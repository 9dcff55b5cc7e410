use std::fs;
use std::io::{self, Read, Write};
use std::path::{Path, PathBuf};

use tracing::{debug, instrument};

use crate::{WixokError, WixokResult};

use super::FilePath;
use super::traits::Pal;

/// Concrete PAL implementation using the real filesystem via std::fs.
///
/// All file paths are resolved relative to a configured base directory.
#[derive(Debug)]
pub struct RealPal {
    base_dir: PathBuf,
}

impl RealPal {
    /// Create a new RealPal with the given base directory.
    ///
    /// # Arguments
    /// * `base_dir` - All paths will be resolved relative to this directory
    pub fn new(base_dir: PathBuf) -> Self {
        Self { base_dir }
    }

    /// Resolve a FilePath to a filesystem path.
    fn resolve_path(&self, path: &FilePath) -> PathBuf {
        self.base_dir.join(path.as_path())
    }
}

/// Asks the OS whether the calling user may write to `path`.
///
/// Ownership, group membership and root privileges all count, the same as for
/// an `open` with write access.
#[cfg(unix)]
fn is_writable(path: &Path) -> io::Result<bool> {
    use nix::errno::Errno;
    use nix::unistd::{AccessFlags, access};

    match access(path, AccessFlags::W_OK) {
        Ok(()) => Ok(true),
        Err(Errno::EACCES | Errno::EPERM | Errno::EROFS) => Ok(false),
        Err(errno) => Err(io::Error::from(errno)),
    }
}

#[cfg(not(unix))]
fn is_writable(path: &Path) -> io::Result<bool> {
    Ok(!fs::metadata(path)?.permissions().readonly())
}

impl Pal for RealPal {
    #[instrument(skip(self), fields(path = %path))]
    fn file_exists(&self, path: &FilePath) -> WixokResult<bool> {
        let resolved = self.resolve_path(path);
        let exists = resolved.exists();
        debug!(exists, resolved = %resolved.display(), "checked file existence");
        Ok(exists)
    }

    #[instrument(skip(self), fields(path = %path))]
    fn is_read_only(&self, path: &FilePath) -> WixokResult<bool> {
        let resolved = self.resolve_path(path);
        let writable = is_writable(&resolved).map_err(|e| {
            debug!(error = %e, "failed to check write access");
            Box::new(WixokError::file_error(resolved.clone(), e))
        })?;
        let read_only = !writable;
        debug!(read_only, resolved = %resolved.display(), "checked write permission");
        Ok(read_only)
    }

    #[instrument(skip(self), fields(path = %path))]
    fn read_file(&self, path: &FilePath) -> WixokResult<Box<dyn Read + 'static>> {
        let resolved = self.resolve_path(path);
        debug!(resolved = %resolved.display(), "opening file for reading");
        let file = fs::File::open(&resolved).map_err(|e| {
            debug!(error = %e, "failed to open file");
            Box::new(WixokError::file_error(resolved, e))
        })?;
        debug!("file opened successfully");
        Ok(Box::new(file))
    }

    #[instrument(skip(self), fields(path = %path))]
    fn create_file(&self, path: &FilePath) -> WixokResult<Box<dyn Write>> {
        let resolved = self.resolve_path(path);
        debug!(resolved = %resolved.display(), "creating file");
        let file = fs::File::create(&resolved).map_err(|e| {
            debug!(error = %e, "failed to create file");
            Box::new(WixokError::file_error(resolved, e))
        })?;
        debug!("file created successfully");
        Ok(Box::new(file))
    }

    #[instrument(skip(self), fields(path = %path))]
    fn append_file(&self, path: &FilePath) -> WixokResult<Box<dyn Write>> {
        let resolved = self.resolve_path(path);
        debug!(resolved = %resolved.display(), "opening file for appending");
        let file = fs::OpenOptions::new()
            .append(true)
            .create(true)
            .open(&resolved)
            .map_err(|e| {
                debug!(error = %e, "failed to open file for appending");
                Box::new(WixokError::file_error(resolved, e))
            })?;
        debug!("file opened for appending");
        Ok(Box::new(file))
    }
}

**EXERCISE BRIEF**
Each of the entries must be set down again exactly.

**EXPECTED OUTPUT**
repository 9dcff55b5cc7e410
use std::fs;
use std::io::{self, Read, Write};
use std::path::{Path, PathBuf};

use tracing::{debug, instrument};

use crate::{WixokError, WixokResult};

use super::FilePath;
use super::traits::Pal;

/// Concrete PAL implementation using the real filesystem via std::fs.
///
/// All file paths are resolved relative to a configured base directory.
#[derive(Debug)]
pub struct RealPal {
    base_dir: PathBuf,
}

impl RealPal {
    /// Create a new RealPal with the given base directory.
    ///
    /// # Arguments
    /// * `base_dir` - All paths will be resolved relative to this directory
    pub fn new(base_dir: PathBuf) -> Self {
        Self { base_dir }
    }

    /// Resolve a FilePath to a filesystem path.
    fn resolve_path(&self, path: &FilePath) -> PathBuf {
        self.base_dir.join(path.as_path())
    }
}

/// Asks the OS whether the calling user may write to `path`.
///
/// Ownership, group membership and root privileges all count, the same as for
/// an `open` with write access.
#[cfg(unix)]
fn is_writable(path: &Path) -> io::Result<bool> {
    use nix::errno::Errno;
    use nix::unistd::{AccessFlags, access};

    match access(path, AccessFlags::W_OK) {
        Ok(()) => Ok(true),
        Err(Errno::EACCES | Errno::EPERM | Errno::EROFS) => Ok(false),
        Err(errno) => Err(io::Error::from(errno)),
    }
}

#[cfg(not(unix))]
fn is_writable(path: &Path) -> io::Result<bool> {
    Ok(!fs::metadata(path)?.permissions().readonly())
}

impl Pal for RealPal {
    #[instrument(skip(self), fields(path = %path))]
    fn file_exists(&self, path: &FilePath) -> WixokResult<bool> {
        let resolved = self.resolve_path(path);
        let exists = resolved.exists();
        debug!(exists, resolved = %resolved.display(), "checked file existence");
        Ok(exists)
    }

    #[instrument(skip(self), fields(path = %path))]
    fn is_read_only(&self, path: &FilePath) -> WixokResult<bool> {
        let resolved = self.resolve_path(path);
        let writable = is_writable(&resolved).map_err(|e| {
            debug!(error = %e, "failed to check write access");
            Box::new(WixokError::file_error(resolved.clone(), e))
        })?;
        let read_only = !writable;
        debug!(read_only, resolved = %resolved.display(), "checked write permission");
        Ok(read_only)
    }

    #[instrument(skip(self), fields(path = %path))]
    fn read_file(&self, path: &FilePath) -> WixokResult<Box<dyn Read + 'static>> {
        let resolved = self.resolve_path(path);
        debug!(resolved = %resolved.display(), "opening file for reading");
        let file = fs::File::open(&resolved).map_err(|e| {
            debug!(error = %e, "failed to open file");
            Box::new(WixokError::file_error(resolved, e))
        })?;
        debug!("file opened successfully");
        Ok(Box::new(file))
    }

    #[instrument(skip(self), fields(path = %path))]
    fn create_file(&self, path: &FilePath) -> WixokResult<Box<dyn Write>> {
        let resolved = self.resolve_path(path);
        debug!(resolved = %resolved.display(), "creating file");
        let file = fs::File::create(&resolved).map_err(|e| {
            debug!(error = %e, "failed to create file");
            Box::new(WixokError::file_error(resolved, e))
        })?;
        debug!("file created successfully");
        Ok(Box::new(file))
    }

    #[instrument(skip(self), fields(path = %path))]
    fn append_file(&self, path: &FilePath) -> WixokResult<Box<dyn Write>> {
        let resolved = self.resolve_path(path);
        debug!(resolved = %resolved.display(), "opening file for appending");
        let file = fs::OpenOptions::new()
            .append(true)
            .create(true)
            .open(&resolved)
            .map_err(|e| {
                debug!(error = %e, "failed to open file for appending");
                Box::new(WixokError::file_error(resolved, e))
            })?;
        debug!("file opened for appending");
        Ok(Box::new(file))
    }
}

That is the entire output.